Oggi, grazie a innumerevoli osservazioni protrattesi dal 1500 ai nostri giorni, sappiamo qualcosa in più, ovvero che le comete sono corpi celesti formati da ghiaccio e materiale roccioso che entrano periodicamente nel Sistema solare, e la cui origine è da ricercarsi nella nube di Oort: zona totalmente oscura nella quale vagano miliardi di comete che ogni tanto, per ragioni che non conosciamo, vengono sbalzate verso l’interno del Sistema solare.

Le orbite delle comete, per quanto bizzarre, eccentriche e lontane da noi, sono più o meno regolari. I tempi di tali orbite, tuttavia, variano tantissimo. Le comete, infatti, possono compiere un giro intorno al Sole in pochi anni terrestri ma anche in vari secoli o, per quel che ne possiamo sapere, migliaia o milioni di anni.

Nel primo caso si tratta di Jupiter Family Comets (Jfc), ovvero quel gruppo di comete di breve periodo che risente della gravità di Giove e in qualche modo ha relazioni temporali con il pianeta gigante. Molte infatti hanno la metà o la stessa temporalità dell’orbita gioviana: rispettivamente circa 6 o 12 anni. Nel secondo caso, se un ciclo completo supera i 200 anni, parliamo invece di comete di lungo periodo.

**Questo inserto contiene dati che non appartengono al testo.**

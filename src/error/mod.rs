use thiserror::Error;

use crate::types::QubitHandle;

pub type Result<T> = std::result::Result<T, Error>;

/// All fatal error conditions recognized by `qscope`.
///
/// Every variant is fatal to the current [`scope`](crate::scope); the
/// library never retries or silently recovers from one of these. Most
/// variants carry the debug identity of the offending handle so the message
/// stays useful without a live simulator in hand.
#[derive(Error, Debug)]
pub enum Error {
    /// A handle was used that was never allocated in the current scope (or
    /// was allocated in a different one), or a qubit was paired with itself
    /// where two distinct qubits are required (e.g. `swap(q, q)`).
    #[error("usage error: qubit {0:?} is not a valid handle in this scope")]
    UsageError(QubitHandle),

    /// A controlled operation was given the same qubit as control and
    /// target.
    #[error("physics error: control and target are the same qubit ({0:?})")]
    PhysicsError(QubitHandle),

    /// A qubit was released at scope exit without first being driven back
    /// to `|0>`.
    #[error("release error: qubit {0:?} must be reset to |0> before release")]
    ReleaseError(QubitHandle),

    /// The instruction stream handed to the compiler or simulator was
    /// malformed (arity mismatch, or an unrecognized gate surfacing where
    /// the simulator requires a recognized one).
    #[error("compile error: {0}")]
    CompileError(String),
}
//! Two-qubit Grover's algorithm against a `CZ` oracle marking `|11>`.
//! A client of [`qscope::recorder::Operations`] only — no library state.

use qscope::error::Result;
use qscope::noise::NoiseModel;
use qscope::recorder::Operations;
use qscope::scope;
use qscope::types::QubitHandle;

fn run_grover(ops: &Operations, a: QubitHandle, b: QubitHandle) -> Result<()> {
    ops.h(a)?;
    ops.h(b)?;
    ops.cz(a, b)?; // oracle: phase-flip |11>
    ops.h(a)?;
    ops.h(b)?;
    ops.x(a)?;
    ops.x(b)?;
    ops.cz(a, b)?; // diffusion
    ops.x(a)?;
    ops.x(b)?;
    ops.h(a)?;
    ops.h(b)?;
    Ok(())
}

fn main() {
    env_logger::init();
    scope::run(2, NoiseModel::ideal(), |qs, ops| {
        run_grover(ops, qs[0], qs[1])?;
        let r0 = ops.m(qs[0])?;
        let r1 = ops.m(qs[1])?;
        println!("grover result: [{}, {}]", r0 as u8, r1 as u8);
        ops.reset(qs[0])?;
        ops.reset(qs[1])?;
        Ok(())
    })
    .expect("grover scope failed");
}
//! Shared client-side algorithm helpers used by the integration tests.
//! These are ordinary consumers of [`qscope::recorder::Operations`] — they
//! hold no state of their own and live outside `src/` because the
//! algorithm library itself is out of scope for the core crate.

use std::f64::consts::PI;

use qscope::error::Result;
use qscope::recorder::Operations;
use qscope::types::QubitHandle;

/// `CPhase(theta)` on `(a, b)`, built from `RZZ` and two `RZ`s (the native
/// basis has no dedicated controlled-phase gate). Differs from the textbook
/// matrix only by a global phase, which is unobservable.
pub fn controlled_phase(ops: &Operations, a: QubitHandle, b: QubitHandle, theta: f64) -> Result<()> {
    ops.rzz(a, b, -theta / 2.0)?;
    ops.rz(theta / 2.0, a)?;
    ops.rz(theta / 2.0, b)?;
    Ok(())
}

pub fn qft(ops: &Operations, qubits: &[QubitHandle]) -> Result<()> {
    let n = qubits.len();
    for i in 0..n {
        ops.h(qubits[i])?;
        for j in (i + 1)..n {
            let angle = PI / (1u64 << (j - i)) as f64;
            controlled_phase(ops, qubits[j], qubits[i], angle)?;
        }
    }
    for i in 0..n / 2 {
        ops.swap(qubits[i], qubits[n - 1 - i])?;
    }
    Ok(())
}

pub fn inverse_qft(ops: &Operations, qubits: &[QubitHandle]) -> Result<()> {
    let n = qubits.len();
    for i in 0..n / 2 {
        ops.swap(qubits[i], qubits[n - 1 - i])?;
    }
    for i in (0..n).rev() {
        for j in ((i + 1)..n).rev() {
            let angle = PI / (1u64 << (j - i)) as f64;
            controlled_phase(ops, qubits[j], qubits[i], -angle)?;
        }
        ops.h(qubits[i])?;
    }
    Ok(())
}

/// Two-qubit Grover with a caller-supplied phase oracle and a single
/// iteration (optimal for `N = 4`).
pub fn run_grover(ops: &Operations, qubits: [QubitHandle; 2], oracle: impl Fn(&Operations) -> Result<()>) -> Result<()> {
    let [a, b] = qubits;
    ops.h(a)?;
    ops.h(b)?;
    oracle(ops)?;
    ops.h(a)?;
    ops.h(b)?;
    ops.x(a)?;
    ops.x(b)?;
    ops.cz(a, b)?;
    ops.x(a)?;
    ops.x(b)?;
    ops.h(a)?;
    ops.h(b)?;
    Ok(())
}

pub fn run_bernstein_vazirani(
    ops: &Operations,
    data: &[QubitHandle],
    ancilla: QubitHandle,
    oracle: impl Fn(&Operations) -> Result<()>,
) -> Result<Vec<bool>> {
    ops.x(ancilla)?;
    ops.h(ancilla)?;
    for &q in data {
        ops.h(q)?;
    }
    oracle(ops)?;
    for &q in data {
        ops.h(q)?;
    }
    data.iter().map(|&q| ops.m(q)).collect()
}

/// Returns `"constant"` or `"balanced"`. `oracle` must act on `data` and
/// `ancilla` only.
pub fn run_deutsch_jozsa(
    ops: &Operations,
    data: &[QubitHandle],
    ancilla: QubitHandle,
    oracle: impl Fn(&Operations) -> Result<()>,
) -> Result<&'static str> {
    ops.x(ancilla)?;
    ops.h(ancilla)?;
    for &q in data {
        ops.h(q)?;
    }
    oracle(ops)?;
    for &q in data {
        ops.h(q)?;
    }
    let mut all_zero = true;
    for &q in data {
        if ops.m(q)? {
            all_zero = false;
        }
    }
    Ok(if all_zero { "constant" } else { "balanced" })
}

Nuovi risultati dai dati della sonda Wise della Nasa

Una ricerca dell’Università del Maryland condotta da James Bauer, utilizzando i dati della sonda Wise (Wide-field Infrared Survey Esplorer) della Nasa, ha fornito dettagli inediti relativi alle comete di lungo periodo. Wise è stata in grado di osservare ben 164 comete di cui 95 di breve periodo (famiglia delle comete gioviane) e 56 di lungo periodo. Le osservazioni sono state fatte nel 2010, durante la prima missione della sonda, prima che, nel 2013, fosse rinominata NeoWise e dedicata ai cosiddetti Neo, i Near Earth Objects.

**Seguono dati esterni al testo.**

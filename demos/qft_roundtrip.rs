//! QFT followed by its inverse on a computational basis input, demonstrating
//! the round-trip property from the testable-properties section.

use std::f64::consts::PI;

use qscope::error::Result;
use qscope::noise::NoiseModel;
use qscope::recorder::Operations;
use qscope::scope;
use qscope::types::QubitHandle;

fn controlled_phase(ops: &Operations, a: QubitHandle, b: QubitHandle, theta: f64) -> Result<()> {
    ops.rzz(a, b, -theta / 2.0)?;
    ops.rz(theta / 2.0, a)?;
    ops.rz(theta / 2.0, b)?;
    Ok(())
}

fn qft(ops: &Operations, qubits: &[QubitHandle]) -> Result<()> {
    let n = qubits.len();
    for i in 0..n {
        ops.h(qubits[i])?;
        for j in (i + 1)..n {
            controlled_phase(ops, qubits[j], qubits[i], PI / (1u64 << (j - i)) as f64)?;
        }
    }
    for i in 0..n / 2 {
        ops.swap(qubits[i], qubits[n - 1 - i])?;
    }
    Ok(())
}

fn inverse_qft(ops: &Operations, qubits: &[QubitHandle]) -> Result<()> {
    let n = qubits.len();
    for i in 0..n / 2 {
        ops.swap(qubits[i], qubits[n - 1 - i])?;
    }
    for i in (0..n).rev() {
        for j in ((i + 1)..n).rev() {
            controlled_phase(ops, qubits[j], qubits[i], -(PI / (1u64 << (j - i)) as f64))?;
        }
        ops.h(qubits[i])?;
    }
    Ok(())
}

fn main() {
    env_logger::init();
    scope::run(2, NoiseModel::ideal(), |qs, ops| {
        ops.x(qs[0])?;
        qft(ops, qs)?;
        inverse_qft(ops, qs)?;
        let r0 = ops.m(qs[0])?;
        let r1 = ops.m(qs[1])?;
        println!("qft round-trip result: [{}, {}]", r0 as u8, r1 as u8);
        ops.reset(qs[0])?;
        ops.reset(qs[1])?;
        Ok(())
    })
    .expect("qft round-trip scope failed");
}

Il risultato più eclatante di queste osservazioni è che le comete di lungo periodo – quelle di una certa rilevanza, ovvero da almeno un chilometro di diametro – potrebbero essere ben sette volte più numerose di quelle che lo stesso scopritore della nube, l’olandese Jan Oort, aveva ipotizzato nel 1950. In pratica si è visto che, nel giro di un anno (terrestre), le comete di lungo periodo che passano entro 1,5 Unità Astronomiche dal Sole (ossia 224 milioni di km, una volta e mezzo la distanza tra la Terra e il Sole) sono molto più numerose di quanto stimato in precedenza: in media sette, e non una come aveva predetto Oort.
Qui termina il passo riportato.